The Communists, said Lo, wanted to revise upward the 1-to-5 ratio of Red troops to Government troops in Manchuria, agreed upon last February. Marshall was furious with Lo for telling the press that Marshall had said he would guarantee an agreement in 24 hours if the Communists would clearly state their demands. Chou, who hopes to keep the situation as fluid as possible, was equally furious because loquacious Lo had revealed a specific Red demand.

Chou then said: “At the time we signed the [February] agreement we did it with the view that we had made a large concession to secure peace. This failed, and the situation in Manchuria has undergone much change.” The change had been brought about by Chou’s party, which continued to send troops into Manchuria, continued to pick up roving partisans in the area. Now Chou, having broken the February agreement, was demanding a higher price for a new agreement.

Chiang Kai-shek was on the defensive. Harbin and Tsitsihar had fallen last week to the Reds. At a Chungking tea party the Generalissimo decided to postpone calling the National Assembly because the Communists refused to participate. Some of Chiang’s advisers feared that time was now on the side of the Communists; because hungry, strife-torn China might blame the Government for failure to restore the peace the Reds had broken.

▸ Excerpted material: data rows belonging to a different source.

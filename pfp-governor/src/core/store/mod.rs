use std::time::SystemTime;


mod sharded;

pub use sharded::{ShardedStore, ShardedStoreBuilder};

/// Per-identifier state for the current window
#[derive(Debug, Clone, Copy, PartialEq, Eq)]
pub struct RateRecord {
    /// Requests admitted in the current window (at least 1)
    pub count: u32,
    /// Instant the window closes
    pub reset_time: SystemTime,
}

impl RateRecord {
    /// A window is still open at its reset instant and closes strictly after it
    pub fn is_expired(&self, now: SystemTime) -> bool {
        now > self.reset_time
    }
}

/// Store trait for governor state
pub trait Store: Send + Sync {
    /// Run `f` with exclusive access to the record for `key`
    ///
    /// `f` sees `None` when no record exists. Whatever the slot holds when
    /// `f` returns is written back: `Some` inserts or replaces, `None`
    /// removes. No other caller can observe or change the record for `key`
    /// while `f` runs.
    fn with_record<R>(&self, key: &str, f: impl FnOnce(&mut Option<RateRecord>) -> R) -> R;

    /// Get a copy of the record for `key`, expired or not
    fn get(&self, key: &str) -> Option<RateRecord>;

    /// Remove every record that has expired at `now`, returning how many were removed
    fn remove_expired(&self, now: SystemTime) -> usize;

    /// Number of records currently held
    fn len(&self) -> usize;

    fn is_empty(&self) -> bool {
        self.len() == 0
    }
}
//! Caller identifier resolution for the public trigger
//!
//! Sources are checked in this order:
//!
//! 1. First comma-separated entry of `X-Forwarded-For`
//! 2. `X-Real-IP`
//! 3. The connection's peer address
//!
//! Callers with none of these share one bucket, [`SHARED_POOL`], so
//! unidentifiable traffic draws from a single, tighter quota.

use axum::http::HeaderMap;
use std::net::SocketAddr;

/// Identifier for callers whose address cannot be determined
pub const SHARED_POOL: &str = "unknown-shared-pool";

const FORWARDED_FOR: &str = "x-forwarded-for";
const REAL_IP: &str = "x-real-ip";

/// Resolve the identifier a request is rate limited under
///
/// Blank or non-UTF-8 header values are skipped.
pub fn resolve_identifier(headers: &HeaderMap, peer: Option<SocketAddr>) -> String {
    if let Some(first) = header_str(headers, FORWARDED_FOR)
        .and_then(|forwarded| forwarded.split(',').next())
        .map(str::trim)
        .filter(|ip| !ip.is_empty())
    {
        return first.to_string();
    }

    if let Some(real_ip) = header_str(headers, REAL_IP)
        .map(str::trim)
        .filter(|ip| !ip.is_empty())
    {
        return real_ip.to_string();
    }

    match peer {
        Some(addr) => addr.ip().to_string(),
        None => SHARED_POOL.to_string(),
    }
}

fn header_str<'a>(headers: &'a HeaderMap, name: &str) -> Option<&'a str> {
    headers.get(name).and_then(|v| v.to_str().ok())
}

#[cfg(test)]
mod tests {
    use super::*;

    fn headers(pairs: &[(&'static str, &str)]) -> HeaderMap {
        let mut map = HeaderMap::new();
        for (name, value) in pairs {
            map.insert(*name, value.parse().unwrap());
        }
        map
    }

    #[test]
    fn test_forwarded_for_first_entry() {
        let h = headers(&[("x-forwarded-for", "1.2.3.4, 5.6.7.8")]);
        assert_eq!(resolve_identifier(&h, None), "1.2.3.4");
    }

    #[test]
    fn test_forwarded_for_beats_real_ip_and_peer() {
        let h = headers(&[("x-forwarded-for", " 9.9.9.9 "), ("x-real-ip", "8.8.8.8")]);
        let peer: SocketAddr = "10.0.0.1:5555".parse().unwrap();
        assert_eq!(resolve_identifier(&h, Some(peer)), "9.9.9.9");
    }

    #[test]
    fn test_real_ip_when_no_forwarded_for() {
        let h = headers(&[("x-real-ip", "8.8.8.8")]);
        let peer: SocketAddr = "10.0.0.1:5555".parse().unwrap();
        assert_eq!(resolve_identifier(&h, Some(peer)), "8.8.8.8");
    }

    #[test]
    fn test_blank_forwarded_for_falls_through() {
        let h = headers(&[("x-forwarded-for", " , 5.6.7.8"), ("x-real-ip", "8.8.8.8")]);
        assert_eq!(resolve_identifier(&h, None), "8.8.8.8");
    }

    #[test]
    fn test_peer_address_without_port() {
        let peer: SocketAddr = "[2001:db8::1]:443".parse().unwrap();
        assert_eq!(resolve_identifier(&HeaderMap::new(), Some(peer)), "2001:db8::1");
    }

    #[test]
    fn test_shared_pool_fallback() {
        assert_eq!(
            resolve_identifier(&HeaderMap::new(), None),
            "unknown-shared-pool"
        );
    }
}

Chungking observers believed that Chiang was willing to make further concessions if he could find the solution to one all-important question: if the Government and the Reds reached a new accord, what was to prevent the Reds from violating that too, creating another “changed situation” and demanding a still higher price for the peace China needs? Said a high Government official: “[The Communists] want us to agree to an unconditional truce, because this would legalize their attempt to overthrow the [military] agreement.”

George Marshall’s present task looked at least as tough as the one he had faced last winter.